● Exercise directions: Look for the line that has "pub fn is_empty(&self)" in the material below; please repeat it and every line after it, exactly, up to and including the line that has "list.unhide(ids);", and nothing else.

——

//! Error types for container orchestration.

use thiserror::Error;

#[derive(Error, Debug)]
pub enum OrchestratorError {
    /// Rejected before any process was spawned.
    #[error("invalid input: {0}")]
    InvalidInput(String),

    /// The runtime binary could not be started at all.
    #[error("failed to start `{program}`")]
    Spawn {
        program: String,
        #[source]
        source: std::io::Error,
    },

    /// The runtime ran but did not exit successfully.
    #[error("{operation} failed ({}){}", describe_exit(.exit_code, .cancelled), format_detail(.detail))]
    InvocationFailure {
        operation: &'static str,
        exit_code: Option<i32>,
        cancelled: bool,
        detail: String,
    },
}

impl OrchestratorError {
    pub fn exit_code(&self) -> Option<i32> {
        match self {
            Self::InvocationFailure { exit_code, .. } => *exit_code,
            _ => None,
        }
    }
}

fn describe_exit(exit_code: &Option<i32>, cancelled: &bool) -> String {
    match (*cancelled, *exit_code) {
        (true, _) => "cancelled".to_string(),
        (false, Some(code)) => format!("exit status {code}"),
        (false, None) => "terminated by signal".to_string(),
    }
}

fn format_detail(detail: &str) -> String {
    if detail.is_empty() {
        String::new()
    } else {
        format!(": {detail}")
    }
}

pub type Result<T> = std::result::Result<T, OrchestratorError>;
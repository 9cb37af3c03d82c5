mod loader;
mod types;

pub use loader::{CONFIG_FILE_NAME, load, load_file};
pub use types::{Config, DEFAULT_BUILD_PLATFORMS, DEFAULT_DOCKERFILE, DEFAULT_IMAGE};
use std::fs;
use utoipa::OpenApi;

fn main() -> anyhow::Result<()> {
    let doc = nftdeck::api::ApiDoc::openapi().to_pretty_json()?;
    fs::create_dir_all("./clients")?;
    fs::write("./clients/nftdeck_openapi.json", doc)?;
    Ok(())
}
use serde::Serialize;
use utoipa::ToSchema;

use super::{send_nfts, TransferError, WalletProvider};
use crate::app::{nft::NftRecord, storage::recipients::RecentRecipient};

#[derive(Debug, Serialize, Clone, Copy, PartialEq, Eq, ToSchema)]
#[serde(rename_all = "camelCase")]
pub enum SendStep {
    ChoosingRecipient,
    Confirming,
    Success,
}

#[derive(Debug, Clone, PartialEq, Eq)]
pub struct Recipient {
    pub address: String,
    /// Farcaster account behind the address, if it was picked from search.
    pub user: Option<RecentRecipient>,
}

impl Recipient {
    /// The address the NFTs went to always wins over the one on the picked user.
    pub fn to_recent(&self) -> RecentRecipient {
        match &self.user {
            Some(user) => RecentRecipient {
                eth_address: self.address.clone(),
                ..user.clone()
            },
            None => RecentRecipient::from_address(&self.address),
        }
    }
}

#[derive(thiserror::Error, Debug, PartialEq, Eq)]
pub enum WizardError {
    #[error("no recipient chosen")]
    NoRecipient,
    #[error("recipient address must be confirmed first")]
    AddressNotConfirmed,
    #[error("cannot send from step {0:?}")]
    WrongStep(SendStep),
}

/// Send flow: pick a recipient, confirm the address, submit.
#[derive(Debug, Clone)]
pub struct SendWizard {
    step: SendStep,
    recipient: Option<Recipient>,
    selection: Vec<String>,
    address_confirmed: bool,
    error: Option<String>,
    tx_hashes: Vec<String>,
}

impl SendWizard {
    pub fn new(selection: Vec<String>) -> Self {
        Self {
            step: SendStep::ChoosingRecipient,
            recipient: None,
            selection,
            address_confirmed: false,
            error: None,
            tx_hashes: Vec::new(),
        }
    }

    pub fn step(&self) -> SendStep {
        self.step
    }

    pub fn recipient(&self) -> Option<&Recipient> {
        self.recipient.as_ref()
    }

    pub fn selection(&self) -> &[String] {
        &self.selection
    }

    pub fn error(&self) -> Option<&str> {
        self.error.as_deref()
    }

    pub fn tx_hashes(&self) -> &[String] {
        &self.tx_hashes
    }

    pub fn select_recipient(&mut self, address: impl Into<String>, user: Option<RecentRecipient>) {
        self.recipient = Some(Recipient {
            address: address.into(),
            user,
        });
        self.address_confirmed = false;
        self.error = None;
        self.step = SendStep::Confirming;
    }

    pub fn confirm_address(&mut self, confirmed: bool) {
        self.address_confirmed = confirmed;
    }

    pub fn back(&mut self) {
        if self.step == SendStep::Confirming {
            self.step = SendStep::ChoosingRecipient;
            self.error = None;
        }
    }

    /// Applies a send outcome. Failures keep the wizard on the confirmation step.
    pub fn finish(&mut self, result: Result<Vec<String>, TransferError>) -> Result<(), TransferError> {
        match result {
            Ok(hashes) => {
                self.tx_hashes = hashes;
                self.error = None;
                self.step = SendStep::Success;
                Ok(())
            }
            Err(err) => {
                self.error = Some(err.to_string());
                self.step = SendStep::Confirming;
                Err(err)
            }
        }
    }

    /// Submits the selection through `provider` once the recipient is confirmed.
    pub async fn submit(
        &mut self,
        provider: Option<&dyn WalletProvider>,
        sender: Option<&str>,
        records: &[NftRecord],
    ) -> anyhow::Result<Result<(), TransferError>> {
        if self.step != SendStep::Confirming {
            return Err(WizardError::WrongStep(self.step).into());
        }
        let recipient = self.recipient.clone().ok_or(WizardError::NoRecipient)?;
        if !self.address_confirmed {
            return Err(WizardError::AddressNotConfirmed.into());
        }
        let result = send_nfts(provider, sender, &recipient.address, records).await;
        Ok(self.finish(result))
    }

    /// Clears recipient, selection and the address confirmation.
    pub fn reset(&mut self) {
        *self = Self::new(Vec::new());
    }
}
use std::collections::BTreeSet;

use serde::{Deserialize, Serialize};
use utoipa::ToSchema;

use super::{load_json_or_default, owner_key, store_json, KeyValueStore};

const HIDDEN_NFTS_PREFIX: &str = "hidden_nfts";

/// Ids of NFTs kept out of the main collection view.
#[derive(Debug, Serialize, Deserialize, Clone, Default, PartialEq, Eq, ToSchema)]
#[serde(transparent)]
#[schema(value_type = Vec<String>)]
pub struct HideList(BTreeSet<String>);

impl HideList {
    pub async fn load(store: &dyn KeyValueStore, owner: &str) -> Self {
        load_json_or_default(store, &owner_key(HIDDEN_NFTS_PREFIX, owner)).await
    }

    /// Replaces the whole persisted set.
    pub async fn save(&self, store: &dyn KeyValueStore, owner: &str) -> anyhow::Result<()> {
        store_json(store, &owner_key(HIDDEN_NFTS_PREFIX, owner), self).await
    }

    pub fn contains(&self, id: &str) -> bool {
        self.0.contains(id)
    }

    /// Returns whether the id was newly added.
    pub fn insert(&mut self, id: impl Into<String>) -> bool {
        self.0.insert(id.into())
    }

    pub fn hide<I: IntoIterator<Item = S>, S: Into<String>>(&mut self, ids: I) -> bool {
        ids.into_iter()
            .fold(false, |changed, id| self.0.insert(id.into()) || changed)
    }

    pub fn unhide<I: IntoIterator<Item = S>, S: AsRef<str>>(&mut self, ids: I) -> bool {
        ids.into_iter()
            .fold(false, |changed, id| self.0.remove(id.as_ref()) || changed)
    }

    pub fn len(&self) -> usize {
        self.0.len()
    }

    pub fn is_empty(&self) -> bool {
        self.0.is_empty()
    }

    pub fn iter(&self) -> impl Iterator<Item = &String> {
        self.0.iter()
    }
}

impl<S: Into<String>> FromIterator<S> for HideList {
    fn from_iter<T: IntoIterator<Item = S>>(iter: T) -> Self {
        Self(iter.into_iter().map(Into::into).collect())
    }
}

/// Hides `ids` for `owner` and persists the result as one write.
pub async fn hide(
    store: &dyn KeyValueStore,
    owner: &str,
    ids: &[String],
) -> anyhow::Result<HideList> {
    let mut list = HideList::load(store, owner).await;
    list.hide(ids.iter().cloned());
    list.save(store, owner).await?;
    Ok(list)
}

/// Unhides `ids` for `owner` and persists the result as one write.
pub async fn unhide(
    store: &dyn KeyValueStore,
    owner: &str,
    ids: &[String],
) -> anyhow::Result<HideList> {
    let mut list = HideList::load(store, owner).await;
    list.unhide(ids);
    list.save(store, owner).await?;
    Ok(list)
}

——

● Written response:
    pub fn is_empty(&self) -> bool {
        self.0.is_empty()
    }

    pub fn iter(&self) -> impl Iterator<Item = &String> {
        self.0.iter()
    }
}

impl<S: Into<String>> FromIterator<S> for HideList {
    fn from_iter<T: IntoIterator<Item = S>>(iter: T) -> Self {
        Self(iter.into_iter().map(Into::into).collect())
    }
}

/// Hides `ids` for `owner` and persists the result as one write.
pub async fn hide(
    store: &dyn KeyValueStore,
    owner: &str,
    ids: &[String],
) -> anyhow::Result<HideList> {
    let mut list = HideList::load(store, owner).await;
    list.hide(ids.iter().cloned());
    list.save(store, owner).await?;
    Ok(list)
}

/// Unhides `ids` for `owner` and persists the result as one write.
pub async fn unhide(
    store: &dyn KeyValueStore,
    owner: &str,
    ids: &[String],
) -> anyhow::Result<HideList> {
    let mut list = HideList::load(store, owner).await;
    list.unhide(ids);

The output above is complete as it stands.